When asked about the research and development of the idea, all three talked about “a well know researched name Robert Marzano”, a researcher in relation to education. He has done research on standard-based assessments and creating more successful teaching strategies. Dr. Kirby revealed that they continuously work with him, such as by having meetings, to assess how the system is affecting learning. Dr. Gruninger stated “they spent the last three years focusing on how to provide a better science curriculum, and even before the pandemic, we were thinking of implementing it this year.”

Mr.
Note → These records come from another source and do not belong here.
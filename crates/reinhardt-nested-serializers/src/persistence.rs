//! Persistence orchestrator
//!
//! Writes validated data in a fixed order:
//!
//! ```text
//! create: permissions -> partition -> plan relations -> create root
//!         -> attach to-many -> attach to-one -> custom -> save -> gatekeeper
//! update: permissions -> gatekeeper -> partition -> plan relations
//!         -> set scalars -> attach to-many -> attach to-one -> custom -> save
//! ```
//!
//! Relations are planned completely (lookups, patch detection, policy
//! checks) before anything is written, so a policy violation never leaves a
//! half-applied attribute behind. A root row created and then rejected by
//! the gatekeeper, or whose relations fail to attach, is deleted again.

use crate::context::SerializerContext;
use crate::handler::{RelatedHandler, ValidatedData};
use crate::serializer::NestedSerializer;
use async_trait::async_trait;
use reinhardt_nested_core::value::display_value;
use reinhardt_nested_core::{
	AttributePolicy, Instance, ModelInfo, PolicyAction, RelationInfo, RelationKind,
	SerializerError, SerializerResult,
};
use serde_json::{Map, Value};
use tracing::{debug, info, warn};

/// Whether a write creates or updates the root row
#[derive(Debug, Clone, Copy, PartialEq, Eq)]
pub enum WriteMode {
	Create,
	Update,
}

/// Hook for attributes the model does not describe
///
/// The default implementation ignores them.
#[async_trait]
pub trait CustomFields: Send + Sync {
	async fn apply(
		&self,
		ctx: &SerializerContext,
		instance: &mut Instance,
		fields: &[(String, Value)],
		mode: WriteMode,
	) -> SerializerResult<()> {
		let _ = (ctx, instance, mode);
		if !fields.is_empty() {
			debug!(count = fields.len(), "ignoring custom attributes");
		}
		Ok(())
	}
}

/// The default custom-attribute hook
#[derive(Debug, Clone, Copy, Default)]
pub struct NoCustomFields;

impl CustomFields for NoCustomFields {}

/// Validated attributes grouped by relation kind
#[derive(Debug, Default, PartialEq)]
pub struct Buckets {
	pub scalars: Vec<(String, Value)>,
	pub to_many: Vec<(String, Value)>,
	pub to_one: Vec<(String, Value)>,
	pub custom: Vec<(String, Value)>,
}

/// Split validated data by relation kind; the primary key is never written
pub fn partition(model: &ModelInfo, validated: ValidatedData) -> Buckets {
	let mut buckets = Buckets::default();
	for (attr, value) in validated {
		match model.classify(&attr) {
			RelationKind::Scalar if model.is_pk(&attr) => {
				debug!(model = model.name(), attr = %attr, "primary key is not assigned from payload");
			}
			RelationKind::Scalar => buckets.scalars.push((attr, value)),
			RelationKind::ToMany => buckets.to_many.push((attr, value)),
			RelationKind::ToOne => buckets.to_one.push((attr, value)),
			RelationKind::Custom => buckets.custom.push((attr, value)),
		}
	}
	buckets
}

/// Entries of `data` that differ from `current`, lookup fields excluded
pub fn compute_patch(
	data: &Map<String, Value>,
	current: &Map<String, Value>,
	lookup_fields: &[&str],
) -> Map<String, Value> {
	data.iter()
		.filter(|(k, _)| !lookup_fields.contains(&k.as_str()))
		.filter(|(k, v)| current.get(k.as_str()) != Some(*v))
		.map(|(k, v)| (k.clone(), v.clone()))
		.collect()
}

/// What to do with one related value
#[derive(Debug)]
enum ElementPlan {
	/// Attach an existing row as is
	Attach(Instance),
	/// Update an existing row, then attach it
	Patch(Instance, ValidatedData),
	/// Create a row, then attach it
	Create(ValidatedData),
}

#[derive(Debug)]
enum PlanTarget {
	ToMany(Vec<ElementPlan>),
	ToOne {
		to_field: String,
		element: Option<ElementPlan>,
	},
}

#[derive(Debug)]
struct RelationPlan {
	attr: String,
	handler: Option<RelatedHandler>,
	clear_before_set: bool,
	target: PlanTarget,
}

struct Planner<'a> {
	serializer: &'a NestedSerializer,
	ctx: &'a SerializerContext,
}

impl Planner<'_> {
	async fn plan_all(
		&self,
		to_many: Vec<(String, Value)>,
		to_one: Vec<(String, Value)>,
	) -> SerializerResult<Vec<RelationPlan>> {
		let mut plans = Vec::with_capacity(to_many.len() + to_one.len());
		for (attr, value) in to_many {
			plans.push(self.plan_relation(attr, value, true).await?);
		}
		for (attr, value) in to_one {
			plans.push(self.plan_relation(attr, value, false).await?);
		}
		Ok(plans)
	}

	async fn plan_relation(
		&self,
		attr: String,
		value: Value,
		to_many: bool,
	) -> SerializerResult<RelationPlan> {
		let resolved = self.serializer.policies().resolve(&attr);
		let relation = self.serializer.model().relation(&attr).ok_or_else(|| {
			SerializerError::configuration(&attr, "relation metadata is missing")
		})?;
		let handler = resolved.handler.as_ref();
		let policy = &resolved.policy;

		let target = if to_many {
			let items = match value {
				Value::Array(items) => items,
				Value::Null => Vec::new(),
				other => {
					return Err(SerializerError::invalid_shape(
						&attr,
						format!("expected a list of related values, got {}", other),
					));
				}
			};
			let mut elements = Vec::with_capacity(items.len());
			for item in items {
				elements.push(
					self.plan_element(&attr, policy, handler, relation, item)
						.await?,
				);
			}
			PlanTarget::ToMany(elements)
		} else {
			let to_field = relation.to_field.clone().ok_or_else(|| {
				SerializerError::configuration(&attr, "to-one relation has no target field")
			})?;
			let element = if value.is_null() {
				None
			} else {
				Some(
					self.plan_element(&attr, policy, handler, relation, value)
						.await?,
				)
			};
			PlanTarget::ToOne { to_field, element }
		};

		Ok(RelationPlan {
			clear_before_set: policy.clear_before_set,
			handler: handler.cloned(),
			attr,
			target,
		})
	}

	async fn first_match(
		&self,
		model: &str,
		field: &str,
		key: &Value,
	) -> SerializerResult<Option<Instance>> {
		let rows = self.ctx.store().filter(model, field, key).await?;
		Ok(rows.into_iter().next())
	}

	async fn plan_element(
		&self,
		attr: &str,
		policy: &AttributePolicy,
		handler: Option<&RelatedHandler>,
		relation: &RelationInfo,
		value: Value,
	) -> SerializerResult<ElementPlan> {
		let related_model = relation.related_model.as_str();

		let data = match value {
			Value::Object(data) => data,
			Value::Array(_) | Value::Null => {
				return Err(SerializerError::invalid_shape(
					attr,
					format!("{} is not a valid related value", value),
				));
			}
			key => {
				let field = handler
					.and_then(|h| h.lookup_fields(policy).first().map(|f| f.to_string()))
					.or_else(|| relation.to_field.clone())
					.unwrap_or_else(|| "id".to_string());
				let row = self
					.first_match(related_model, &field, &key)
					.await?
					.ok_or_else(|| SerializerError::lookup_miss(attr, &field, &key))?;
				return Ok(ElementPlan::Attach(row));
			}
		};

		let handler = handler.ok_or_else(|| {
			SerializerError::configuration(attr, "related serializer is not declared")
		})?;
		let lookup = handler.lookup_fields(policy);
		let child = self.ctx.child()?;

		let mut matched = None;
		if let Some(primary) = lookup.first() {
			if let Some(key) = data.get(*primary) {
				let row = self
					.first_match(related_model, primary, key)
					.await?
					.ok_or_else(|| SerializerError::lookup_miss(attr, *primary, key))?;
				matched = Some(row);
			}
		}
		if matched.is_none() {
			for field in lookup.iter().skip(1) {
				let Some(key) = data.get(*field) else {
					continue;
				};
				if let Some(row) = self.first_match(related_model, field, key).await? {
					matched = Some(row);
					break;
				}
			}
		}

		match matched {
			Some(row) => {
				let current = handler
					.serializer()
					.to_representation(&child, &row)
					.await?;
				let patch = compute_patch(&data, &current, &lookup);
				if patch.is_empty() {
					debug!(attr, pk = ?row.pk(), "attaching existing row");
					return Ok(ElementPlan::Attach(row));
				}
				if !policy.may_edit {
					return Err(SerializerError::policy_violation(attr, PolicyAction::Edit));
				}
				let patch = match handler {
					RelatedHandler::Nested(_) => patch,
					RelatedHandler::Plain(s) => s
						.validate(&child, Some(&row), &Value::Object(patch))
						.await
						.map_err(|e| e.nested_under(attr))?,
				};
				Ok(ElementPlan::Patch(row, patch))
			}
			None => {
				if !policy.may_create {
					return Err(SerializerError::policy_violation(
						attr,
						PolicyAction::Create,
					));
				}
				let data = match handler {
					RelatedHandler::Nested(_) => data,
					RelatedHandler::Plain(s) => s
						.validate(&child, None, &Value::Object(data))
						.await
						.map_err(|e| e.nested_under(attr))?,
				};
				Ok(ElementPlan::Create(data))
			}
		}
	}

	async fn realize(
		&self,
		attr: &str,
		handler: Option<&RelatedHandler>,
		element: ElementPlan,
	) -> SerializerResult<Instance> {
		let require = || {
			handler.ok_or_else(|| {
				SerializerError::configuration(attr, "related serializer is not declared")
			})
		};
		match element {
			ElementPlan::Attach(row) => Ok(row),
			ElementPlan::Patch(row, data) => {
				let handler = require()?;
				let child = self.ctx.child()?;
				handler
					.serializer()
					.update(&child, row, data)
					.await
					.map_err(|e| e.nested_under(attr))
			}
			ElementPlan::Create(data) => {
				let handler = require()?;
				let child = self.ctx.child()?;
				handler
					.serializer()
					.create(&child, data)
					.await
					.map_err(|e| e.nested_under(attr))
			}
		}
	}

	async fn apply(&self, root: &mut Instance, plan: RelationPlan) -> SerializerResult<()> {
		let store = self.ctx.store();
		let handler = plan.handler.as_ref();
		match plan.target {
			PlanTarget::ToMany(elements) => {
				if plan.clear_before_set {
					debug!(attr = %plan.attr, "clearing relation before set");
					store.clear(root, &plan.attr).await?;
				}
				for element in elements {
					let row = self.realize(&plan.attr, handler, element).await?;
					store.add(root, &plan.attr, &row).await?;
				}
			}
			PlanTarget::ToOne { to_field, element } => {
				let key = match element {
					Some(element) => {
						let row = self.realize(&plan.attr, handler, element).await?;
						row.get(&to_field).cloned().unwrap_or(Value::Null)
					}
					None => Value::Null,
				};
				debug!(attr = %plan.attr, key = %display_value(&key), "setting to-one relation");
				root.set(plan.attr.clone(), key);
			}
		}
		Ok(())
	}
}

/// Create the root row and everything attached to it
///
/// Any failure once the root row exists deletes it again.
pub(crate) async fn create(
	serializer: &NestedSerializer,
	ctx: &SerializerContext,
	validated: ValidatedData,
) -> SerializerResult<Instance> {
	let name = serializer.name();
	let request = ctx.require_request(name)?;
	serializer.permissions().check(name, request).await?;

	let buckets = partition(serializer.model(), validated);
	let planner = Planner { serializer, ctx };
	let plans = planner.plan_all(buckets.to_many, buckets.to_one).await?;

	let columns: Map<String, Value> = buckets.scalars.into_iter().collect();
	let mut instance = ctx.store().create(serializer.model().name(), columns).await?;

	let outcome = async {
		for plan in plans {
			planner.apply(&mut instance, plan).await?;
		}
		serializer
			.custom_fields()
			.apply(ctx, &mut instance, &buckets.custom, WriteMode::Create)
			.await?;
		ctx.store().save(&mut instance).await?;
		serializer
			.gatekeeper()
			.check(name, instance.clone(), Some(request))
			.await
	}
	.await;

	match outcome {
		Ok(approved) => {
			info!(serializer = name, pk = ?approved.pk(), "created");
			Ok(approved)
		}
		Err(err) => {
			warn!(serializer = name, pk = ?instance.pk(), error = %err, "deleting aborted row");
			ctx.store().delete(&instance).await?;
			Err(err)
		}
	}
}

/// Apply validated data to an existing root row
pub(crate) async fn update(
	serializer: &NestedSerializer,
	ctx: &SerializerContext,
	instance: Instance,
	validated: ValidatedData,
) -> SerializerResult<Instance> {
	let name = serializer.name();
	let request = ctx.require_request(name)?;
	serializer.permissions().check(name, request).await?;

	let mut approved = serializer
		.gatekeeper()
		.check(name, instance, Some(request))
		.await?;

	let buckets = partition(serializer.model(), validated);
	let planner = Planner { serializer, ctx };
	let plans = planner.plan_all(buckets.to_many, buckets.to_one).await?;

	for (attr, value) in buckets.scalars {
		approved.set(attr, value);
	}
	for plan in plans {
		planner.apply(&mut approved, plan).await?;
	}
	serializer
		.custom_fields()
		.apply(ctx, &mut approved, &buckets.custom, WriteMode::Update)
		.await?;
	ctx.store().save(&mut approved).await?;

	info!(serializer = name, pk = ?approved.pk(), "updated");
	Ok(approved)
}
Von also stated that as the teaching system is being used, “evidence is gathered, and usually takes up to three years to see a change,” and during this time, patterns and differences in how well the students learn the material can be garnered.

Student Perspectives

I interviewed Saikrishna Gujjarlapudi ’23 about his thoughts on the grading system. He said that “The grading system also makes it so that teachers’ grades are easier to see and you can track your progress and concentrate on what’s more difficult. [Also], most assignments can be revised which is a benefit, which gives more merit to effort rather than accuracy.”

James McKinney ’23 stated that “the new system allows you to focus more on learning the material rather than just worrying about the grade.”

I think that this new grading system will be very beneficial for the school. This system allows students to not worry about a single test bringing their grade down. Instead, they can focus on working hard and learning the material.